--- ASSIGNMENT ---
Please write out each entry below exactly as it appears.
*** Opening of DATASET RECORDS ***
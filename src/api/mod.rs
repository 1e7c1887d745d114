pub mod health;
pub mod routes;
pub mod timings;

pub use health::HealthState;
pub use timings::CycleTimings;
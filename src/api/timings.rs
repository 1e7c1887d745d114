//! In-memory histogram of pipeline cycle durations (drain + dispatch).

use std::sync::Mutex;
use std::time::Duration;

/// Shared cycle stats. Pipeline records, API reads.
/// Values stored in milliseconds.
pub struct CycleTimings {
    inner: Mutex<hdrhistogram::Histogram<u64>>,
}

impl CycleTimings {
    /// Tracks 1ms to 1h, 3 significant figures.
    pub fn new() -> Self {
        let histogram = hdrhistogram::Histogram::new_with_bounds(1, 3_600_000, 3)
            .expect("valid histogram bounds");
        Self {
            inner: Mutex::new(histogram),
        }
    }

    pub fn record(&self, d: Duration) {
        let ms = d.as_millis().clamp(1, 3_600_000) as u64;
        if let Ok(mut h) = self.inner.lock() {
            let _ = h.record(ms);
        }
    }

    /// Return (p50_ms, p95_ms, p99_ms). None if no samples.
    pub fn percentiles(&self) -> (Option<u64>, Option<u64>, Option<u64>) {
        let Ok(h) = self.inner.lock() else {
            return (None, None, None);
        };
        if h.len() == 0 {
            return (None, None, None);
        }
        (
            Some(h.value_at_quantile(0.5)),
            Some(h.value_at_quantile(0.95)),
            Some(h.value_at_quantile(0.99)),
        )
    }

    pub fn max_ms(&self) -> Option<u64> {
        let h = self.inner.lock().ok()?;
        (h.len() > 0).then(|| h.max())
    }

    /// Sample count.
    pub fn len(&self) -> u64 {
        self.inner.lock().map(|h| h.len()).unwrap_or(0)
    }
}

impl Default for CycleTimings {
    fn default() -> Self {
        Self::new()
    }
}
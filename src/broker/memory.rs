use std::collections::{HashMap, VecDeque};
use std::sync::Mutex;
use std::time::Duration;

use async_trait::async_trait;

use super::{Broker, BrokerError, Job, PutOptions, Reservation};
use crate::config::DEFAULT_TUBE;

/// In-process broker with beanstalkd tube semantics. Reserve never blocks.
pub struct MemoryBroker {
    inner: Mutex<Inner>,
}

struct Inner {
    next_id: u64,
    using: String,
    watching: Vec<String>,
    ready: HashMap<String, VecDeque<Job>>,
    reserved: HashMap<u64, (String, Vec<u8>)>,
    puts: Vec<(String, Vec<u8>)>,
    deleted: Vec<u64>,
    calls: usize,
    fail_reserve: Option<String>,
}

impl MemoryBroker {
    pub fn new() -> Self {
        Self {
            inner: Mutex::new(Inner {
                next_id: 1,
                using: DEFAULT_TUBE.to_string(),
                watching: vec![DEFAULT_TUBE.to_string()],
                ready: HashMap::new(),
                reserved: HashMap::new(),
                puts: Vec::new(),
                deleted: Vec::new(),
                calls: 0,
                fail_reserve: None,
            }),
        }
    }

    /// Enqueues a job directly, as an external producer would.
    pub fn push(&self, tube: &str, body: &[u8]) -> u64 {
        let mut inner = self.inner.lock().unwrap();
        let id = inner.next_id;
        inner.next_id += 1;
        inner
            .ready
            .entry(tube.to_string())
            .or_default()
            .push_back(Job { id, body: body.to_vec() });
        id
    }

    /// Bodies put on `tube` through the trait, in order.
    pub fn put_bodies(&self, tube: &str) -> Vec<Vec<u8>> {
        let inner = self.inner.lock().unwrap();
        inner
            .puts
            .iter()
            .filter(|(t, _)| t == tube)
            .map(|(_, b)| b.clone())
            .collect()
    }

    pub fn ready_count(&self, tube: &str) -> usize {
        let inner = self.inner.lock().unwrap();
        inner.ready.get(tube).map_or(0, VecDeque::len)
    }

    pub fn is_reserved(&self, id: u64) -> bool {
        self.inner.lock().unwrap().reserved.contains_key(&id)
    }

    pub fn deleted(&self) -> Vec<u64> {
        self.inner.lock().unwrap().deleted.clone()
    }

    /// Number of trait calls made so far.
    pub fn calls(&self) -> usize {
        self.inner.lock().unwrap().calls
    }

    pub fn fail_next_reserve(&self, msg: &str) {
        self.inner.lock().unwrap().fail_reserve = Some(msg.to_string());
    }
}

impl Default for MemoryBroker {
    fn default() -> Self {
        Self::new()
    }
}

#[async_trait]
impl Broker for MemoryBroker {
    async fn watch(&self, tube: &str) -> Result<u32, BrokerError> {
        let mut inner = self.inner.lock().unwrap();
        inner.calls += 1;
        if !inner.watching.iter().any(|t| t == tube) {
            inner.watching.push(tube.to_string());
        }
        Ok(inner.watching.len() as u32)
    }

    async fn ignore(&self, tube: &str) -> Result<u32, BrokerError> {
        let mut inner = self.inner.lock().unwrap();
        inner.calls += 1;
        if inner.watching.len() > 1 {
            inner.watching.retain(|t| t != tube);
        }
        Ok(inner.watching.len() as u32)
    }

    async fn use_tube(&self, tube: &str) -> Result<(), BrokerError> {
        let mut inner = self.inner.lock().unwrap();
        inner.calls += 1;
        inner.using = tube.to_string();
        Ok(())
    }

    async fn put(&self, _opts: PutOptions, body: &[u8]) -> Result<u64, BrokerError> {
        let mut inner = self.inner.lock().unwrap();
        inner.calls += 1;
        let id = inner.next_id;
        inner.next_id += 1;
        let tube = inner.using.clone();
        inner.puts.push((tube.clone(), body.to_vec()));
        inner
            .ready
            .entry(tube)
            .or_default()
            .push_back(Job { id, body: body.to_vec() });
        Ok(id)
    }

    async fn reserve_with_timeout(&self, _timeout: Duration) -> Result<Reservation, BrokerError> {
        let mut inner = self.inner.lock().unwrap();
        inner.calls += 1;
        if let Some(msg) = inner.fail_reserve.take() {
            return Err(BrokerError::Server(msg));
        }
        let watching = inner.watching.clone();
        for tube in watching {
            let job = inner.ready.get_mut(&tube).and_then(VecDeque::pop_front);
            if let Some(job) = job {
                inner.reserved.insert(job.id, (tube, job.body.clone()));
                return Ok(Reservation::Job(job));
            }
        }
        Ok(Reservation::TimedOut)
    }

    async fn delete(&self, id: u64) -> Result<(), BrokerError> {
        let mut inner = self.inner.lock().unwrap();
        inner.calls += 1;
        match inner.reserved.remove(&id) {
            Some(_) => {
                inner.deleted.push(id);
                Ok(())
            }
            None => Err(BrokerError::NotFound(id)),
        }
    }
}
*** Close of DATASET RECORDS ***
--- SOLUTION ---
filename src/api/mod.rs
repository 1e7c1887d745d114
pub mod health;
pub mod routes;
pub mod timings;

pub use health::HealthState;
pub use timings::CycleTimings;
filename src/api/timings.rs
repository 1e7c1887d745d114
//! In-memory histogram of pipeline cycle durations (drain + dispatch).

use std::sync::Mutex;
use std::time::Duration;

/// Shared cycle stats. Pipeline records, API reads.
/// Values stored in milliseconds.
pub struct CycleTimings {
    inner: Mutex<hdrhistogram::Histogram<u64>>,
}

impl CycleTimings {
    /// Tracks 1ms to 1h, 3 significant figures.
    pub fn new() -> Self {
        let histogram = hdrhistogram::Histogram::new_with_bounds(1, 3_600_000, 3)
            .expect("valid histogram bounds");
        Self {
            inner: Mutex::new(histogram),
        }
    }

    pub fn record(&self, d: Duration) {
        let ms = d.as_millis().clamp(1, 3_600_000) as u64;
        if let Ok(mut h) = self.inner.lock() {
            let _ = h.record(ms);
        }
    }

    /// Return (p50_ms, p95_ms, p99_ms). None if no samples.
    pub fn percentiles(&self) -> (Option<u64>, Option<u64>, Option<u64>) {
        let Ok(h) = self.inner.lock() else {
            return (None, None, None);
        };
        if h.len() == 0 {
            return (None, None, None);
        }
        (
            Some(h.value_at_quantile(0.5)),
            Some(h.value_at_quantile(0.95)),
            Some(h.value_at_quantile(0.99)),
        )
    }

    pub fn max_ms(&self) -> Option<u64> {
        let h = self.inner.lock().ok()?;
        (h.len() > 0).then(|| h.max())
    }

    /// Sample count.
    pub fn len(&self) -> u64 {
        self.inner.lock().map(|h| h.len()).unwrap_or(0)
    }
}

impl Default for CycleTimings {
    fn default() -> Self {
        Self::new()
    }
}
filename src/broker/memory.rs
use std::collections::{HashMap, VecDeque};
use std::sync::Mutex;
use std::time::Duration;

use async_trait::async_trait;

use super::{Broker, BrokerError, Job, PutOptions, Reservation};
use crate::config::DEFAULT_TUBE;

/// In-process broker with beanstalkd tube semantics. Reserve never blocks.
pub struct MemoryBroker {
    inner: Mutex<Inner>,
}

struct Inner {
    next_id: u64,
    using: String,
    watching: Vec<String>,
    ready: HashMap<String, VecDeque<Job>>,
    reserved: HashMap<u64, (String, Vec<u8>)>,
    puts: Vec<(String, Vec<u8>)>,
    deleted: Vec<u64>,
    calls: usize,
    fail_reserve: Option<String>,
}

impl MemoryBroker {
    pub fn new() -> Self {
        Self {
            inner: Mutex::new(Inner {
                next_id: 1,
                using: DEFAULT_TUBE.to_string(),
                watching: vec![DEFAULT_TUBE.to_string()],
                ready: HashMap::new(),
                reserved: HashMap::new(),
                puts: Vec::new(),
                deleted: Vec::new(),
                calls: 0,
                fail_reserve: None,
            }),
        }
    }

    /// Enqueues a job directly, as an external producer would.
    pub fn push(&self, tube: &str, body: &[u8]) -> u64 {
        let mut inner = self.inner.lock().unwrap();
        let id = inner.next_id;
        inner.next_id += 1;
        inner
            .ready
            .entry(tube.to_string())
            .or_default()
            .push_back(Job { id, body: body.to_vec() });
        id
    }

    /// Bodies put on `tube` through the trait, in order.
    pub fn put_bodies(&self, tube: &str) -> Vec<Vec<u8>> {
        let inner = self.inner.lock().unwrap();
        inner
            .puts
            .iter()
            .filter(|(t, _)| t == tube)
            .map(|(_, b)| b.clone())
            .collect()
    }

    pub fn ready_count(&self, tube: &str) -> usize {
        let inner = self.inner.lock().unwrap();
        inner.ready.get(tube).map_or(0, VecDeque::len)
    }

    pub fn is_reserved(&self, id: u64) -> bool {
        self.inner.lock().unwrap().reserved.contains_key(&id)
    }

    pub fn deleted(&self) -> Vec<u64> {
        self.inner.lock().unwrap().deleted.clone()
    }

    /// Number of trait calls made so far.
    pub fn calls(&self) -> usize {
        self.inner.lock().unwrap().calls
    }

    pub fn fail_next_reserve(&self, msg: &str) {
        self.inner.lock().unwrap().fail_reserve = Some(msg.to_string());
    }
}

impl Default for MemoryBroker {
    fn default() -> Self {
        Self::new()
    }
}

#[async_trait]
impl Broker for MemoryBroker {
    async fn watch(&self, tube: &str) -> Result<u32, BrokerError> {
        let mut inner = self.inner.lock().unwrap();
        inner.calls += 1;
        if !inner.watching.iter().any(|t| t == tube) {
            inner.watching.push(tube.to_string());
        }
        Ok(inner.watching.len() as u32)
    }

    async fn ignore(&self, tube: &str) -> Result<u32, BrokerError> {
        let mut inner = self.inner.lock().unwrap();
        inner.calls += 1;
        if inner.watching.len() > 1 {
            inner.watching.retain(|t| t != tube);
        }
        Ok(inner.watching.len() as u32)
    }

    async fn use_tube(&self, tube: &str) -> Result<(), BrokerError> {
        let mut inner = self.inner.lock().unwrap();
        inner.calls += 1;
        inner.using = tube.to_string();
        Ok(())
    }

    async fn put(&self, _opts: PutOptions, body: &[u8]) -> Result<u64, BrokerError> {
        let mut inner = self.inner.lock().unwrap();
        inner.calls += 1;
        let id = inner.next_id;
        inner.next_id += 1;
        let tube = inner.using.clone();
        inner.puts.push((tube.clone(), body.to_vec()));
        inner
            .ready
            .entry(tube)
            .or_default()
            .push_back(Job { id, body: body.to_vec() });
        Ok(id)
    }

    async fn reserve_with_timeout(&self, _timeout: Duration) -> Result<Reservation, BrokerError> {
        let mut inner = self.inner.lock().unwrap();
        inner.calls += 1;
        if let Some(msg) = inner.fail_reserve.take() {
            return Err(BrokerError::Server(msg));
        }
        let watching = inner.watching.clone();
        for tube in watching {
            let job = inner.ready.get_mut(&tube).and_then(VecDeque::pop_front);
            if let Some(job) = job {
                inner.reserved.insert(job.id, (tube, job.body.clone()));
                return Ok(Reservation::Job(job));
            }
        }
        Ok(Reservation::TimedOut)
    }

    async fn delete(&self, id: u64) -> Result<(), BrokerError> {
        let mut inner = self.inner.lock().unwrap();
        inner.calls += 1;
        match inner.reserved.remove(&id) {
            Some(_) => {
                inner.deleted.push(id);
                Ok(())
            }
            None => Err(BrokerError::NotFound(id)),
        }
    }
}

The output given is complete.